A Lis le pareció demasiado directo el comentario. Escucharlo precisamente de él fue algo como un golpe que descontroló el imán que sostenía en unión sus ideas. Evadió la mirada de Axel y la desvió hacia el río y la pequeña bifurcación de agua que se formaba junto al muelle.
—No hay nada de qué hablar—susurró, sin poder creer lo que acababa de decir: porque estaba mintiendo.
Si una cosa había estado a punto de arrojarlo al infierno, era el saberse ignorante de la verdad. Él sabía que Catalina no le había dicho todo y asimismo, él tampoco había sido sincero con ella. Había cosas que no le había contado por el solo hecho de no querer preguntar con quién ella había...
—Está mal. —Axel le interrumpió las cavilaciones, al tiempo que negaba con la cabeza—. Me alegra que te haya contado la verdad, porque así puedo...
—No me importa —Lisandro, en la actualidad, aunque Axel le llevaba siete años, era un par de centímetros más alto, y sus ademanes parecían incluso más cuidados, más hoscos, más seguros—, y Catalina me dejó bien en claro que nunca fuimos amigos. Así que si no fuimos amigos siquiera no veo por qué habría de importar más lo que yo piense...
—¿Te dijo con quién...?
—No. —Comenzó a caminar de nuevo, pero escuchó cómo Axel lo seguía—. Tampoco me interesa saber. Ya pasó demasiado, creo que es estúpido hablar de eso. Ustedes, si les hubiera importado un comino, me lo hubieran dicho cada año que vinieron a la expo, cada vez que nos encontramos y fingían que nada había pasado.
Axel lo entendía a la perfección. Se llevó las manos a la cabeza y le vio avanzar con pasos determinados por el sendero.
Soledad le había contado que Cat, poco antes de las vacaciones, por fin había confesado su pecado. Y le preocupaba el estado deplorable en el que la veía como si no hubiera ni siquiera expurgado un poco de la carga de sus hombros. Aquella noche había salido a correr con la certeza de que debía hablar con él personalmente, y allí estaba, frente a frente con un espejo de recriminaciones.
Recriminaciones de las que no podía defenderse.
—Fueron buenos en ocultar todo, ¿sabes? —A medio camino, sin dejar de dar pasos pequeños de espaldas, Lisandro habló. Axel se quedó circunspecto, analizando a fondo sus palabras—. Nadie supo nunca que César está ciego a causa de ella...
—No sabes lo que dices —Axel lo increpó—, sé lo que sientes. Pero culparla sin...
Lisandro sonrió, pero aquel gesto llamativo que iluminaba sus ojos no era sino un tipo de sardonia expelida desde lo más oscuro de su alma.
—Ella es mi hermana, se supone que debía apoyarla. En cualquiera de sus decisiones. Si algo puedo pedirte es que la escuches. No dejes que la rabia que sientes te guíe: porque te vas a arrepentir el resto de tu vida, Lisandro.
—Eres el menos indicado para darme un consejo sobre arrepentimiento —musitó, contrariado—, Cat y yo somos lo suficientemente grandes como para que tú y César sigan interviniendo. Ella me dijo lo que tenía que decirme, pero lo nuestro... —«¿Lo nuestro?», se preguntó; al tiempo que una media sonrisa se le dibujaba en los labios, luego de cerrar los ojos con pesar e inhalar aire, se corrigió—: Lo que pudo haber sido, entre nosotros, ya es cosa del pasado. Tu hermana tiene novio, y yo no la quiero para mí porque soy demasiado tradicional, ¿comprendes?

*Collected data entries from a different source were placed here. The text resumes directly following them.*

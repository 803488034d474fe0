use sqlx::{PgPool, postgres::PgPoolOptions};

// Build the PostgreSQL pool backing the user store.
pub async fn connect_pool(database_url: &str, max_connections: u32) -> Result<PgPool, sqlx::Error> {
    PgPoolOptions::new()
        .max_connections(max_connections)
        .connect(database_url)
        .await
}

// Create the users table if it is not there yet.
pub async fn run_migrations(pool: &PgPool) -> Result<(), sqlx::migrate::MigrateError> {
    static MIGRATOR: sqlx::migrate::Migrator = sqlx::migrate!("./migrations");
    MIGRATOR.run(pool).await
}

Tras dejar que Axel se tragara su coraje por la ofensa que estaba espetando contra su hermana, se dio la vuelta, al tanto de que no podía objetar nada.

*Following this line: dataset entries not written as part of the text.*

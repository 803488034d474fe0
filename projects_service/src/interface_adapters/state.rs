use async_trait::async_trait;
use chrono::{DateTime, Utc};
use sqlx::PgPool;
use std::sync::Arc;

use crate::domain::entities::{
    NewProject, NewTask, Project, ProjectChanges, Task, TaskChanges, TaskStatus,
};
use crate::domain::ports::{Clock, ProjectStore, StoreError, TaskStore};

// Shared application state for the projects service.
pub struct AppState {
    pub projects: Arc<dyn ProjectStore>,
    pub tasks: Arc<dyn TaskStore>,
}

fn map_sqlx_error(err: sqlx::Error) -> StoreError {
    match err.as_database_error() {
        Some(db_err) if db_err.is_foreign_key_violation() => StoreError::NotFound,
        _ => StoreError::Backend(err.to_string()),
    }
}

#[derive(Clone)]
pub struct PostgresProjectStore {
    pub db: PgPool,
}

#[derive(sqlx::FromRow)]
struct ProjectRow {
    id: i64,
    name: String,
    description: Option<String>,
    created_at: DateTime<Utc>,
    updated_at: DateTime<Utc>,
}

impl From<ProjectRow> for Project {
    fn from(row: ProjectRow) -> Self {
        Self {
            id: row.id,
            name: row.name,
            description: row.description,
            created_at: row.created_at,
            updated_at: row.updated_at,
        }
    }
}

#[async_trait]
impl ProjectStore for PostgresProjectStore {
    async fn list(&self) -> Result<Vec<Project>, StoreError> {
        let rows = sqlx::query_as::<_, ProjectRow>(
            r#"
            SELECT id, name, description, created_at, updated_at
            FROM projects
            ORDER BY id
            "#,
        )
        .fetch_all(&self.db)
        .await
        .map_err(map_sqlx_error)?;

        Ok(rows.into_iter().map(Project::from).collect())
    }

    async fn find(&self, id: i64) -> Result<Option<Project>, StoreError> {
        let row = sqlx::query_as::<_, ProjectRow>(
            r#"
            SELECT id, name, description, created_at, updated_at
            FROM projects
            WHERE id = $1
            "#,
        )
        .bind(id)
        .fetch_optional(&self.db)
        .await
        .map_err(map_sqlx_error)?;

        Ok(row.map(Project::from))
    }

    async fn insert(&self, project: NewProject) -> Result<Project, StoreError> {
        let row = sqlx::query_as::<_, ProjectRow>(
            r#"
            INSERT INTO projects (name, description, created_at, updated_at)
            VALUES ($1, $2, $3, $3)
            RETURNING id, name, description, created_at, updated_at
            "#,
        )
        .bind(&project.name)
        .bind(&project.description)
        .bind(project.created_at)
        .fetch_one(&self.db)
        .await
        .map_err(map_sqlx_error)?;

        Ok(row.into())
    }

    async fn update(&self, id: i64, changes: ProjectChanges) -> Result<Project, StoreError> {
        let row = sqlx::query_as::<_, ProjectRow>(
            r#"
            UPDATE projects
            SET name = COALESCE($2, name),
                description = COALESCE($3, description),
                updated_at = $4
            WHERE id = $1
            RETURNING id, name, description, created_at, updated_at
            "#,
        )
        .bind(id)
        .bind(&changes.name)
        .bind(&changes.description)
        .bind(changes.updated_at)
        .fetch_optional(&self.db)
        .await
        .map_err(map_sqlx_error)?;

        row.map(Project::from).ok_or(StoreError::NotFound)
    }

    async fn delete(&self, id: i64) -> Result<(), StoreError> {
        let result = sqlx::query("DELETE FROM projects WHERE id = $1")
            .bind(id)
            .execute(&self.db)
            .await
            .map_err(map_sqlx_error)?;

        if result.rows_affected() == 0 {
            return Err(StoreError::NotFound);
        }
        Ok(())
    }
}

#[derive(Clone)]
pub struct PostgresTaskStore {
    pub db: PgPool,
}

#[derive(sqlx::FromRow)]
struct TaskRow {
    id: i64,
    project_id: i64,
    title: String,
    description: Option<String>,
    status: String,
    created_at: DateTime<Utc>,
    updated_at: DateTime<Utc>,
}

impl TryFrom<TaskRow> for Task {
    type Error = StoreError;

    fn try_from(row: TaskRow) -> Result<Self, Self::Error> {
        let status = TaskStatus::parse(&row.status)
            .ok_or_else(|| StoreError::Backend(format!("unknown task status {:?}", row.status)))?;

        Ok(Self {
            id: row.id,
            project_id: row.project_id,
            title: row.title,
            description: row.description,
            status,
            created_at: row.created_at,
            updated_at: row.updated_at,
        })
    }
}

#[async_trait]
impl TaskStore for PostgresTaskStore {
    async fn list(&self, project_id: Option<i64>) -> Result<Vec<Task>, StoreError> {
        let rows = sqlx::query_as::<_, TaskRow>(
            r#"
            SELECT id, project_id, title, description, status, created_at, updated_at
            FROM tasks
            WHERE $1::BIGINT IS NULL OR project_id = $1
            ORDER BY id
            "#,
        )
        .bind(project_id)
        .fetch_all(&self.db)
        .await
        .map_err(map_sqlx_error)?;

        rows.into_iter().map(Task::try_from).collect()
    }

    async fn find(&self, id: i64) -> Result<Option<Task>, StoreError> {
        let row = sqlx::query_as::<_, TaskRow>(
            r#"
            SELECT id, project_id, title, description, status, created_at, updated_at
            FROM tasks
            WHERE id = $1
            "#,
        )
        .bind(id)
        .fetch_optional(&self.db)
        .await
        .map_err(map_sqlx_error)?;

        row.map(Task::try_from).transpose()
    }

    async fn insert(&self, task: NewTask) -> Result<Task, StoreError> {
        let row = sqlx::query_as::<_, TaskRow>(
            r#"
            INSERT INTO tasks (project_id, title, description, status, created_at, updated_at)
            VALUES ($1, $2, $3, $4, $5, $5)
            RETURNING id, project_id, title, description, status, created_at, updated_at
            "#,
        )
        .bind(task.project_id)
        .bind(&task.title)
        .bind(&task.description)
        .bind(task.status.as_str())
        .bind(task.created_at)
        .fetch_one(&self.db)
        .await
        .map_err(map_sqlx_error)?;

        row.try_into()
    }

    async fn update(&self, id: i64, changes: TaskChanges) -> Result<Task, StoreError> {
        let row = sqlx::query_as::<_, TaskRow>(
            r#"
            UPDATE tasks
            SET title = COALESCE($2, title),
                description = COALESCE($3, description),
                status = COALESCE($4, status),
                updated_at = $5
            WHERE id = $1
            RETURNING id, project_id, title, description, status, created_at, updated_at
            "#,
        )
        .bind(id)
        .bind(&changes.title)
        .bind(&changes.description)
        .bind(changes.status.map(TaskStatus::as_str))
        .bind(changes.updated_at)
        .fetch_optional(&self.db)
        .await
        .map_err(map_sqlx_error)?;

        row.ok_or(StoreError::NotFound)?.try_into()
    }

    async fn delete(&self, id: i64) -> Result<(), StoreError> {
        let result = sqlx::query("DELETE FROM tasks WHERE id = $1")
            .bind(id)
            .execute(&self.db)
            .await
            .map_err(map_sqlx_error)?;

        if result.rows_affected() == 0 {
            return Err(StoreError::NotFound);
        }
        Ok(())
    }
}

// System clock adapter used by project and task use cases.
#[derive(Clone, Copy)]
pub struct SystemClock;

impl Clock for SystemClock {
    fn now(&self) -> DateTime<Utc> {
        Utc::now()
    }
}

Lisandro hizo una mueca de hastío, sintiendo odio por su propio ser. No sentía —ni iba a sentir nunca— eso hacia ella: porque la amaba. Y sus neuronas le impedían reaccionar a cualquier impulso sin necesitar de ella.
Apresuró el paso y no volvió la vista atrás, adonde Axel permanecía sin saber cómo ayudar a reparar algo que, con ayuda suya y de su familia, estaba roto, quizá para siempre.